§ Information
//! Parsing of truncated JSON.
//!
//! A model streaming JSON produces text that is almost never valid until
//! the last token. [`parse_partial_json`] first tries a strict parse, and
//! on failure repairs the longest usable prefix with [`fix_json`]:
//! unterminated strings are closed, half-written `true`/`false`/`null`
//! literals are completed, dangling commas, colons, keys and exponent
//! markers are dropped, and open objects and arrays are closed.
//!
//! ```rust
//! use stepflow::json::{ParseState, parse_partial_json};
//!
//! let parsed = parse_partial_json(r#"{"name": "Ali"#);
//! assert_eq!(parsed.state, ParseState::Repaired);
//! assert_eq!(parsed.value.unwrap()["name"], "Ali");
//! ```

use serde_json::Value;

/// How [`parse_partial_json`] obtained its value.
#[derive(Debug, Clone, Copy, PartialEq, Eq)]
pub enum ParseState {
    /// The input was empty or whitespace.
    Empty,
    /// The input parsed as-is.
    Successful,
    /// The input parsed after repair.
    Repaired,
    /// Neither the input nor its repair parsed.
    Failed,
}

/// Result of [`parse_partial_json`].
#[derive(Debug, Clone, PartialEq)]
pub struct PartialJson {
    /// The decoded value, if any.
    pub value: Option<Value>,
    /// How the value was obtained.
    pub state: ParseState,
    /// Objects and arrays still open at the end of the input.
    pub open_containers: usize,
    /// The input ended inside an array, after a comma and before the next
    /// element. Commas inside strings do not count.
    pub after_array_comma: bool,
}

/// Parses `text` strictly, falling back to a repaired prefix.
pub fn parse_partial_json(text: &str) -> PartialJson {
    if text.trim().is_empty() {
        return PartialJson {
            value: None,
            state: ParseState::Empty,
            open_containers: 0,
            after_array_comma: false,
        };
    }

    if let Ok(value) = serde_json::from_str::<Value>(text) {
        return PartialJson {
            value: Some(value),
            state: ParseState::Successful,
            open_containers: 0,
            after_array_comma: false,
        };
    }

    let fixer = Fixer::run(text);
    let after_array_comma = fixer.top() == State::ArrAfterComma;
    let (repaired, open_containers) = fixer.finish();
    match serde_json::from_str::<Value>(&repaired) {
        Ok(value) => PartialJson {
            value: Some(value),
            state: ParseState::Repaired,
            open_containers,
            after_array_comma,
        },
        Err(_) => PartialJson {
            value: None,
            state: ParseState::Failed,
            open_containers,
            after_array_comma,
        },
    }
}

#[derive(Debug, Clone, Copy, PartialEq, Eq)]
enum State {
    Root,
    Finish,
    InString,
    InStringEscape,
    InStringUnicode(u8),
    InLiteral,
    InNumber,
    ObjStart,
    ObjKey,
    ObjKeyEscape,
    ObjAfterKey,
    ObjBeforeValue,
    ObjAfterValue,
    ObjAfterComma,
    ArrStart,
    ArrAfterValue,
    ArrAfterComma,
}

impl State {
    fn is_container(self) -> bool {
        matches!(
            self,
            Self::ObjStart
                | Self::ObjKey
                | Self::ObjKeyEscape
                | Self::ObjAfterKey
                | Self::ObjBeforeValue
                | Self::ObjAfterValue
                | Self::ObjAfterComma
                | Self::ArrStart
                | Self::ArrAfterValue
                | Self::ArrAfterComma
        )
    }
}

const LITERALS: [&str; 3] = ["true", "false", "null"];

struct Fixer<'a> {
    input: &'a str,
    stack: Vec<State>,
    /// Byte offset one past the last character kept in the output.
    last_valid: usize,
    literal_start: usize,
}

impl<'a> Fixer<'a> {
    fn run(input: &'a str) -> Self {
        let mut fixer = Fixer {
            input,
            stack: vec![State::Root],
            last_valid: 0,
            literal_start: 0,
        };
        for (i, c) in input.char_indices() {
            fixer.step(i, c);
        }
        fixer
    }

    fn top(&self) -> State {
        self.stack.last().copied().unwrap_or(State::Finish)
    }

    fn replace_top(&mut self, state: State) {
        self.stack.pop();
        self.stack.push(state);
    }

    fn keep(&mut self, i: usize, c: char) {
        self.last_valid = i + c.len_utf8();
    }

    /// A value begins at `c`; the enclosing state becomes `after`.
    fn value_start(&mut self, i: usize, c: char, after: State) {
        let inner = match c {
            '"' => State::InString,
            't' | 'f' | 'n' => {
                self.literal_start = i;
                State::InLiteral
            }
            '-' => {
                self.replace_top(after);
                self.stack.push(State::InNumber);
                return;
            }
            '0'..='9' => State::InNumber,
            '{' => State::ObjStart,
            '[' => State::ArrStart,
            _ => return,
        };
        self.keep(i, c);
        self.replace_top(after);
        self.stack.push(inner);
    }

    fn after_object_value(&mut self, i: usize, c: char) {
        match c {
            ',' => self.replace_top(State::ObjAfterComma),
            '}' => {
                self.keep(i, c);
                self.stack.pop();
            }
            _ => {}
        }
    }

    fn after_array_value(&mut self, i: usize, c: char) {
        match c {
            ',' => self.replace_top(State::ArrAfterComma),
            ']' => {
                self.keep(i, c);
                self.stack.pop();
            }
            _ => {}
        }
    }

    /// A scalar ended at `c`; let the enclosing container handle `c`.
    fn end_scalar(&mut self, i: usize, c: char) {
        self.stack.pop();
        match self.top() {
            State::ObjAfterValue => self.after_object_value(i, c),
            State::ArrAfterValue => self.after_array_value(i, c),
            _ => {}
        }
    }

    fn step(&mut self, i: usize, c: char) {
        match self.top() {
            State::Root => self.value_start(i, c, State::Finish),
            State::Finish => {}
            State::ObjStart => match c {
                '"' => self.replace_top(State::ObjKey),
                '}' => {
                    self.keep(i, c);
                    self.stack.pop();
                }
                _ => {}
            },
            State::ObjAfterComma => {
                if c == '"' {
                    self.replace_top(State::ObjKey);
                }
            }
            State::ObjKey => match c {
                '"' => self.replace_top(State::ObjAfterKey),
                '\\' => self.replace_top(State::ObjKeyEscape),
                _ => {}
            },
            State::ObjKeyEscape => self.replace_top(State::ObjKey),
            State::ObjAfterKey => {
                if c == ':' {
                    self.replace_top(State::ObjBeforeValue);
                }
            }
            State::ObjBeforeValue => self.value_start(i, c, State::ObjAfterValue),
            State::ObjAfterValue => self.after_object_value(i, c),
            State::InString => match c {
                '"' => {
                    self.stack.pop();
                    self.keep(i, c);
                }
                '\\' => self.stack.push(State::InStringEscape),
                _ => self.keep(i, c),
            },
            State::InStringEscape => {
                if c == 'u' {
                    self.replace_top(State::InStringUnicode(4));
                } else {
                    self.stack.pop();
                    self.keep(i, c);
                }
            }
            State::InStringUnicode(remaining) => {
                if remaining <= 1 {
                    self.stack.pop();
                    self.keep(i, c);
                } else {
                    self.replace_top(State::InStringUnicode(remaining - 1));
                }
            }
            State::ArrStart => {
                if c == ']' {
                    self.keep(i, c);
                    self.stack.pop();
                } else if c.is_whitespace() {
                    self.keep(i, c);
                } else {
                    self.value_start(i, c, State::ArrAfterValue);
                }
            }
            State::ArrAfterValue => match c {
                ',' | ']' => self.after_array_value(i, c),
                _ => self.keep(i, c),
            },
            State::ArrAfterComma => self.value_start(i, c, State::ArrAfterValue),
            State::InNumber => match c {
                '0'..='9' => self.keep(i, c),
                'e' | 'E' | '-' | '+' | '.' => {}
                _ => self.end_scalar(i, c),
            },
            State::InLiteral => {
                let partial = &self.input[self.literal_start..i + c.len_utf8()];
                if LITERALS.iter().any(|lit| lit.starts_with(partial)) {
                    self.keep(i, c);
                } else {
                    self.end_scalar(i, c);
                }
            }
        }
    }

    fn finish(self) -> (String, usize) {
        let mut out = String::with_capacity(self.last_valid + self.stack.len());
        out.push_str(&self.input[..self.last_valid]);
        let open = self.stack.iter().filter(|s| s.is_container()).count();

        for state in self.stack.iter().rev() {
            match state {
                State::InString => out.push('"'),
                State::ObjStart
                | State::ObjKey
                | State::ObjKeyEscape
                | State::ObjAfterKey
                | State::ObjBeforeValue
                | State::ObjAfterValue
                | State::ObjAfterComma => out.push('}'),
                State::ArrStart | State::ArrAfterValue | State::ArrAfterComma => out.push(']'),
                State::InLiteral => {
                    let partial = &self.input[self.literal_start..];
                    if let Some(lit) = LITERALS.iter().find(|lit| lit.starts_with(partial)) {
                        out.push_str(&lit[partial.len()..]);
                    }
                }
                // Escapes sit above their `InString`, which closes the quote.
                State::Root
                | State::Finish
                | State::InNumber
                | State::InStringEscape
                | State::InStringUnicode(_) => {}
            }
        }
        (out, open)
    }
}

/// Repairs a truncated JSON document.
///
/// Returns the repaired text and the number of objects and arrays that
/// were still open. Text after the last position that can be completed
/// is dropped. The result is valid JSON whenever the input is a prefix
/// of valid JSON.
pub fn fix_json(input: &str) -> (String, usize) {
    Fixer::run(input).finish()
}
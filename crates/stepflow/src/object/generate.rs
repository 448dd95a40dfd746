//! Non-streaming object generation.

use serde::de::DeserializeOwned;
use serde_json::Value;

use super::config::{JSON_TOOL_NAME, append_retry_feedback};
use super::{GenerateObjectConfig, ObjectMode, OutputStrategy};
use crate::{
    CallWarning, DynLanguageModel, Error, FinishReason, ModelRequest, ModelResponse,
    ResponseMetadata, Usage,
};

/// The result of a successful [`generate_object`] call.
#[derive(Debug, Clone)]
pub struct ObjectResult {
    /// The validated value, envelope removed.
    pub object: Value,
    /// The JSON text the model produced on the accepted attempt.
    pub raw: String,
    /// Finish reason of the accepted attempt.
    pub finish_reason: FinishReason,
    /// Usage summed over every attempt.
    pub usage: Usage,
    /// Warnings from the accepted attempt.
    pub warnings: Vec<CallWarning>,
    /// Identity of the accepted response.
    pub response: ResponseMetadata,
    /// Attempts made, 1 when the first answer was accepted.
    pub attempts: u32,
}

impl ObjectResult {
    /// Deserializes the object into `T`.
    pub fn deserialize<T: DeserializeOwned>(&self) -> Result<T, Error> {
        serde_json::from_value(self.object.clone()).map_err(|e| Error::ResponseFormat {
            message: format!("failed to deserialize structured output: {e}"),
            raw: self.raw.clone(),
        })
    }
}

/// Generates a value of the strategy's shape and validates it.
///
/// 1. Asks the model for JSON (response format or forced tool, per
///    [`ObjectMode`])
/// 2. Calls the model through the retry policy
/// 3. Parses the answer and validates it fully
///
/// When parsing or validation fails and attempts remain, the answer and
/// the failure are appended to the conversation and the model is asked
/// again.
///
/// # Errors
///
/// - [`Error::InvalidArgument`] / [`Error::InvalidPrompt`] before any call.
/// - The model's error when a call fails after retries.
/// - The last [`Error::ResponseFormat`] or [`Error::SchemaValidation`]
///   when every attempt is rejected.
///
/// ```rust,no_run
/// use serde::Deserialize;
/// use stepflow::object::{GenerateObjectConfig, OutputStrategy, generate_object};
/// use stepflow::{Message, ModelRequest};
///
/// #[derive(Deserialize, schemars::JsonSchema)]
/// struct Person {
///     name: String,
///     age: u32,
/// }
///
/// # async fn example(model: &dyn stepflow::DynLanguageModel) -> Result<(), stepflow::Error> {
/// let request = ModelRequest {
///     messages: vec![Message::user("Generate a person named Alice aged 30")],
///     ..Default::default()
/// };
/// let strategy = OutputStrategy::of_type::<Person>()?;
/// let result = generate_object(model, strategy, request, GenerateObjectConfig::default()).await?;
/// let person: Person = result.deserialize()?;
/// assert_eq!(person.name, "Alice");
/// # Ok(())
/// # }
/// ```
pub async fn generate_object(
    model: &dyn DynLanguageModel,
    strategy: OutputStrategy,
    request: ModelRequest,
    config: GenerateObjectConfig,
) -> Result<ObjectResult, Error> {
    let mut request = config.prepare(request, &strategy, &model.metadata())?;

    let mut usage = Usage::default();
    let mut last_error = None;
    for attempt in 1..=config.max_attempts {
        tracing::debug!(attempt, strategy = strategy.name(), "object attempt started");
        let response = config
            .retry
            .execute(&config.cancel, || model.generate_boxed(&request))
            .await?;
        usage += response.usage;

        let outcome = extract(&response, config.mode)
            .and_then(|(value, raw)| strategy.finalize(&value).map(|object| (object, raw)));
        match outcome {
            Ok((object, raw)) => {
                return Ok(ObjectResult {
                    object,
                    raw,
                    finish_reason: response.finish_reason,
                    usage,
                    warnings: response.warnings,
                    response: response.response,
                    attempts: attempt,
                });
            }
            Err(e) => {
                tracing::debug!(attempt, error = %e, "object rejected");
                if attempt < config.max_attempts {
                    append_retry_feedback(&mut request, &response, &e);
                }
                last_error = Some(e);
            }
        }
    }

    Err(last_error.unwrap_or_else(|| {
        Error::invalid_argument("max_attempts", "no attempt was made")
    }))
}

/// Pulls the JSON answer out of a response.
fn extract(response: &ModelResponse, mode: ObjectMode) -> Result<(Value, String), Error> {
    match mode {
        ObjectMode::Json => {
            let raw = response
                .text
                .as_deref()
                .filter(|t| !t.trim().is_empty())
                .ok_or_else(|| Error::ResponseFormat {
                    message: "model returned no text content for structured output".into(),
                    raw: String::new(),
                })?;
            let value = serde_json::from_str(raw).map_err(|e| Error::ResponseFormat {
                message: format!("invalid JSON in structured output: {e}"),
                raw: raw.to_owned(),
            })?;
            Ok((value, raw.to_owned()))
        }
        ObjectMode::Tool => {
            let call = response
                .tool_calls
                .iter()
                .find(|c| c.name == JSON_TOOL_NAME)
                .ok_or_else(|| Error::ResponseFormat {
                    message: format!("model did not call the '{JSON_TOOL_NAME}' tool"),
                    raw: response.text.clone().unwrap_or_default(),
                })?;
            Ok((call.arguments.clone(), call.arguments.to_string()))
        }
    }
}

§ Assignment
Within the listing above, find every line containing the string "parsed" and return it.

§ Response to the task
//! let parsed = parse_partial_json(r#"{"name": "Ali"#);
//! assert_eq!(parsed.state, ParseState::Repaired);
//! assert_eq!(parsed.value.unwrap()["name"], "Ali");
    /// The input parsed as-is.
    /// The input parsed after repair.
    /// Neither the input nor its repair parsed.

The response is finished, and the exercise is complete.